TO DO:
Return every line of the data below word for word, including the punctuation.

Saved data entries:

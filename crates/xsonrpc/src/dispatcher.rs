use std::any::Any;
use std::collections::BTreeMap;
use std::collections::btree_map::Entry;
use std::fmt;
use std::panic::{self, AssertUnwindSafe};

use tracing::{debug, error};

use crate::error::{Error, Fault};
use crate::method::{Callable, Handler, IntoMethodResult, MethodWrapper};
use crate::response::Response;
use crate::value::{Value, ValueError, ValueType};

pub const SYSTEM_MULTICALL: &str = "system.multicall";

/// Call descriptor member naming the method to run
pub const METHOD_NAME: &str = "methodName";
/// Call descriptor member holding the positional parameters
pub const PARAMS: &str = "params";

/// Registry of named methods and the single place where calls are executed.
///
/// Registration needs `&mut self` and is expected to finish before the
/// dispatcher is shared; [`Dispatcher::invoke`] only needs `&self`, so an
/// `Arc<Dispatcher>` can serve concurrent callers as long as the registered
/// callables are themselves safe to call concurrently.
pub struct Dispatcher {
    methods: BTreeMap<String, MethodWrapper>,
}

impl Dispatcher {
    /// New dispatcher with `system.multicall` already registered
    pub fn new() -> Self {
        let mut dispatcher = Self {
            methods: BTreeMap::new(),
        };
        dispatcher.methods.insert(
            SYSTEM_MULTICALL.to_string(),
            Self::multicall_wrapper(),
        );
        dispatcher
    }

    fn multicall_wrapper() -> MethodWrapper {
        let mut wrapper = MethodWrapper::from_callable(Callable::System(Box::new(
            |dispatcher: &Dispatcher, params: &[Value]| dispatcher.system_multicall(params),
        )));
        wrapper
            .set_help_text("Call multiple methods at once")
            .add_signature(ValueType::Array, &[ValueType::Array]);
        wrapper
    }

    /// Register a typed native callable.
    ///
    /// Arguments are converted from the call's parameters at invocation time;
    /// a count or type mismatch yields `InvalidParametersFault`.
    pub fn add_method<H, Args>(
        &mut self,
        name: impl Into<String>,
        handler: H,
    ) -> Result<&mut MethodWrapper, Error>
    where
        H: Handler<Args>,
        Args: 'static,
    {
        self.insert(name.into(), MethodWrapper::from_handler(handler))
    }

    /// Register a callable that receives the raw parameter list and does its
    /// own count and type checks
    pub fn add_raw_method<F, R>(
        &mut self,
        name: impl Into<String>,
        method: F,
    ) -> Result<&mut MethodWrapper, Error>
    where
        F: Fn(&[Value]) -> R + Send + Sync + 'static,
        R: IntoMethodResult,
    {
        self.insert(
            name.into(),
            MethodWrapper::new(Box::new(move |params: &[Value]| {
                method(params).into_method_result()
            })),
        )
    }

    pub(crate) fn add_system_method<F>(
        &mut self,
        name: &str,
        method: F,
    ) -> Result<&mut MethodWrapper, Error>
    where
        F: Fn(&Dispatcher, &[Value]) -> Result<Value, Fault> + Send + Sync + 'static,
    {
        self.insert(
            name.to_string(),
            MethodWrapper::from_callable(Callable::System(Box::new(method))),
        )
    }

    fn insert(&mut self, name: String, wrapper: MethodWrapper) -> Result<&mut MethodWrapper, Error> {
        match self.methods.entry(name) {
            Entry::Occupied(entry) => Err(Error::MethodAlreadyAdded(entry.key().clone())),
            Entry::Vacant(entry) => {
                debug!(method = %entry.key(), "registered method");
                Ok(entry.insert(wrapper))
            }
        }
    }

    /// Remove a method; unknown names are ignored
    pub fn remove_method(&mut self, name: &str) {
        if self.methods.remove(name).is_some() {
            debug!(method = name, "removed method");
        }
    }

    pub fn method(&self, name: &str) -> Option<&MethodWrapper> {
        self.methods.get(name)
    }

    pub fn method_mut(&mut self, name: &str) -> Option<&mut MethodWrapper> {
        self.methods.get_mut(name)
    }

    pub fn has_method(&self, name: &str) -> bool {
        self.methods.contains_key(name)
    }

    /// Names of all registered methods that are not hidden, sorted
    pub fn method_names(&self) -> Vec<String> {
        self.methods
            .iter()
            .filter(|(_, method)| !method.is_hidden())
            .map(|(name, _)| name.clone())
            .collect()
    }

    /// Run `name` with `parameters`.
    ///
    /// Always returns a response: unknown methods, faults raised by the
    /// callable and panics inside it all become fault responses.
    pub fn invoke(&self, name: &str, parameters: &[Value], id: Value) -> Response {
        let Some(method) = self.methods.get(name) else {
            debug!(method = name, "method not found");
            return Response::from_fault(Fault::method_not_found(name), id);
        };

        debug!(method = name, params = parameters.len(), "invoking method");
        let result = match panic::catch_unwind(AssertUnwindSafe(|| method.invoke(self, parameters))) {
            Ok(result) => result,
            Err(payload) => Err(panic_fault(name, payload)),
        };

        match result {
            Ok(value) => Response::success(value, id),
            Err(fault) => {
                debug!(method = name, code = fault.code(), fault = %fault, "method raised fault");
                Response::from_fault(fault, id)
            }
        }
    }

    fn system_multicall(&self, params: &[Value]) -> Result<Value, Fault> {
        let calls = params
            .first()
            .ok_or_else(Fault::invalid_parameters)?
            .as_array()?;
        debug!(calls = calls.len(), "system.multicall");

        let results = calls
            .iter()
            .map(|call| match self.multicall_entry(call) {
                Ok(value) => Value::Array(vec![value]),
                Err(fault) => fault.to_value(),
            })
            .collect();
        Ok(Value::Array(results))
    }

    fn multicall_entry(&self, call: &Value) -> Result<Value, Fault> {
        let method_name = call.get(METHOD_NAME)?.as_str()?;
        if method_name == SYSTEM_MULTICALL {
            return Err(Fault::internal_error("Recursive system.multicall forbidden"));
        }

        let params = match call.get(PARAMS) {
            Ok(params) => params.as_array()?.as_slice(),
            Err(ValueError::KeyNotFound(_)) => &[],
            Err(err) => return Err(err.into()),
        };
        self.invoke(method_name, params, Value::Nil).into_result()
    }
}

fn panic_fault(method: &str, payload: Box<dyn Any + Send>) -> Fault {
    let message = payload
        .downcast_ref::<&str>()
        .map(|message| message.to_string())
        .or_else(|| payload.downcast_ref::<String>().cloned());

    match message {
        Some(message) if is_bounds_check(&message) => {
            debug!(method, panic = %message, "method indexed past its parameters");
            Fault::invalid_parameters()
        }
        Some(message) => {
            error!(method, panic = %message, "method panicked");
            Fault::message(message)
        }
        None => {
            error!(method, "method panicked with a non-string payload");
            Fault::message("unknown error")
        }
    }
}

/// Panic messages of the standard library's slice bounds checks
fn is_bounds_check(message: &str) -> bool {
    ["index out of bounds", "range start index", "range end index", "slice index starts"]
        .iter()
        .any(|prefix| message.starts_with(prefix))
}

impl Default for Dispatcher {
    fn default() -> Self {
        Self::new()
    }
}

impl fmt::Debug for Dispatcher {
    fn fmt(&self, f: &mut fmt::Formatter<'_>) -> fmt::Result {
        f.debug_struct("Dispatcher")
            .field("methods", &self.methods.keys().collect::<Vec<_>>())
            .finish()
    }
}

WRITTEN ANSWER:
filename crates/xsonrpc/src/dispatcher.rs
use std::any::Any;
use std::collections::BTreeMap;
use std::collections::btree_map::Entry;
use std::fmt;
use std::panic::{self, AssertUnwindSafe};

use tracing::{debug, error};

use crate::error::{Error, Fault};
use crate::method::{Callable, Handler, IntoMethodResult, MethodWrapper};
use crate::response::Response;
use crate::value::{Value, ValueError, ValueType};

pub const SYSTEM_MULTICALL: &str = "system.multicall";

/// Call descriptor member naming the method to run
pub const METHOD_NAME: &str = "methodName";
/// Call descriptor member holding the positional parameters
pub const PARAMS: &str = "params";

/// Registry of named methods and the single place where calls are executed.
///
/// Registration needs `&mut self` and is expected to finish before the
/// dispatcher is shared; [`Dispatcher::invoke`] only needs `&self`, so an
/// `Arc<Dispatcher>` can serve concurrent callers as long as the registered
/// callables are themselves safe to call concurrently.
pub struct Dispatcher {
    methods: BTreeMap<String, MethodWrapper>,
}

impl Dispatcher {
    /// New dispatcher with `system.multicall` already registered
    pub fn new() -> Self {
        let mut dispatcher = Self {
            methods: BTreeMap::new(),
        };
        dispatcher.methods.insert(
            SYSTEM_MULTICALL.to_string(),
            Self::multicall_wrapper(),
        );
        dispatcher
    }

    fn multicall_wrapper() -> MethodWrapper {
        let mut wrapper = MethodWrapper::from_callable(Callable::System(Box::new(
            |dispatcher: &Dispatcher, params: &[Value]| dispatcher.system_multicall(params),
        )));
        wrapper
            .set_help_text("Call multiple methods at once")
            .add_signature(ValueType::Array, &[ValueType::Array]);
        wrapper
    }

    /// Register a typed native callable.
    ///
    /// Arguments are converted from the call's parameters at invocation time;
    /// a count or type mismatch yields `InvalidParametersFault`.
    pub fn add_method<H, Args>(
        &mut self,
        name: impl Into<String>,
        handler: H,
    ) -> Result<&mut MethodWrapper, Error>
    where
        H: Handler<Args>,
        Args: 'static,
    {
        self.insert(name.into(), MethodWrapper::from_handler(handler))
    }

    /// Register a callable that receives the raw parameter list and does its
    /// own count and type checks
    pub fn add_raw_method<F, R>(
        &mut self,
        name: impl Into<String>,
        method: F,
    ) -> Result<&mut MethodWrapper, Error>
    where
        F: Fn(&[Value]) -> R + Send + Sync + 'static,
        R: IntoMethodResult,
    {
        self.insert(
            name.into(),
            MethodWrapper::new(Box::new(move |params: &[Value]| {
                method(params).into_method_result()
            })),
        )
    }

    pub(crate) fn add_system_method<F>(
        &mut self,
        name: &str,
        method: F,
    ) -> Result<&mut MethodWrapper, Error>
    where
        F: Fn(&Dispatcher, &[Value]) -> Result<Value, Fault> + Send + Sync + 'static,
    {
        self.insert(
            name.to_string(),
            MethodWrapper::from_callable(Callable::System(Box::new(method))),
        )
    }

    fn insert(&mut self, name: String, wrapper: MethodWrapper) -> Result<&mut MethodWrapper, Error> {
        match self.methods.entry(name) {
            Entry::Occupied(entry) => Err(Error::MethodAlreadyAdded(entry.key().clone())),
            Entry::Vacant(entry) => {
                debug!(method = %entry.key(), "registered method");
                Ok(entry.insert(wrapper))
            }
        }
    }

    /// Remove a method; unknown names are ignored
    pub fn remove_method(&mut self, name: &str) {
        if self.methods.remove(name).is_some() {
            debug!(method = name, "removed method");
        }
    }

    pub fn method(&self, name: &str) -> Option<&MethodWrapper> {
        self.methods.get(name)
    }

    pub fn method_mut(&mut self, name: &str) -> Option<&mut MethodWrapper> {
        self.methods.get_mut(name)
    }

    pub fn has_method(&self, name: &str) -> bool {
        self.methods.contains_key(name)
    }

    /// Names of all registered methods that are not hidden, sorted
    pub fn method_names(&self) -> Vec<String> {
        self.methods
            .iter()
            .filter(|(_, method)| !method.is_hidden())
            .map(|(name, _)| name.clone())
            .collect()
    }

    /// Run `name` with `parameters`.
    ///
    /// Always returns a response: unknown methods, faults raised by the
    /// callable and panics inside it all become fault responses.
    pub fn invoke(&self, name: &str, parameters: &[Value], id: Value) -> Response {
        let Some(method) = self.methods.get(name) else {
            debug!(method = name, "method not found");
            return Response::from_fault(Fault::method_not_found(name), id);
        };

        debug!(method = name, params = parameters.len(), "invoking method");
        let result = match panic::catch_unwind(AssertUnwindSafe(|| method.invoke(self, parameters))) {
            Ok(result) => result,
            Err(payload) => Err(panic_fault(name, payload)),
        };

        match result {
            Ok(value) => Response::success(value, id),
            Err(fault) => {
                debug!(method = name, code = fault.code(), fault = %fault, "method raised fault");
                Response::from_fault(fault, id)
            }
        }
    }

    fn system_multicall(&self, params: &[Value]) -> Result<Value, Fault> {
        let calls = params
            .first()
            .ok_or_else(Fault::invalid_parameters)?
            .as_array()?;
        debug!(calls = calls.len(), "system.multicall");

        let results = calls
            .iter()
            .map(|call| match self.multicall_entry(call) {
                Ok(value) => Value::Array(vec![value]),
                Err(fault) => fault.to_value(),
            })
            .collect();
        Ok(Value::Array(results))
    }

    fn multicall_entry(&self, call: &Value) -> Result<Value, Fault> {
        let method_name = call.get(METHOD_NAME)?.as_str()?;
        if method_name == SYSTEM_MULTICALL {
            return Err(Fault::internal_error("Recursive system.multicall forbidden"));
        }

        let params = match call.get(PARAMS) {
            Ok(params) => params.as_array()?.as_slice(),
            Err(ValueError::KeyNotFound(_)) => &[],
            Err(err) => return Err(err.into()),
        };
        self.invoke(method_name, params, Value::Nil).into_result()
    }
}

fn panic_fault(method: &str, payload: Box<dyn Any + Send>) -> Fault {
    let message = payload
        .downcast_ref::<&str>()
        .map(|message| message.to_string())
        .or_else(|| payload.downcast_ref::<String>().cloned());

    match message {
        Some(message) if is_bounds_check(&message) => {
            debug!(method, panic = %message, "method indexed past its parameters");
            Fault::invalid_parameters()
        }
        Some(message) => {
            error!(method, panic = %message, "method panicked");
            Fault::message(message)
        }
        None => {
            error!(method, "method panicked with a non-string payload");
            Fault::message("unknown error")
        }
    }
}

/// Panic messages of the standard library's slice bounds checks
fn is_bounds_check(message: &str) -> bool {
    ["index out of bounds", "range start index", "range end index", "slice index starts"]
        .iter()
        .any(|prefix| message.starts_with(prefix))
}

impl Default for Dispatcher {
    fn default() -> Self {
        Self::new()
    }
}

impl fmt::Debug for Dispatcher {
    fn fmt(&self, f: &mut fmt::Formatter<'_>) -> fmt::Result {
        f.debug_struct("Dispatcher")
            .field("methods", &self.methods.keys().collect::<Vec<_>>())
            .finish()
    }
}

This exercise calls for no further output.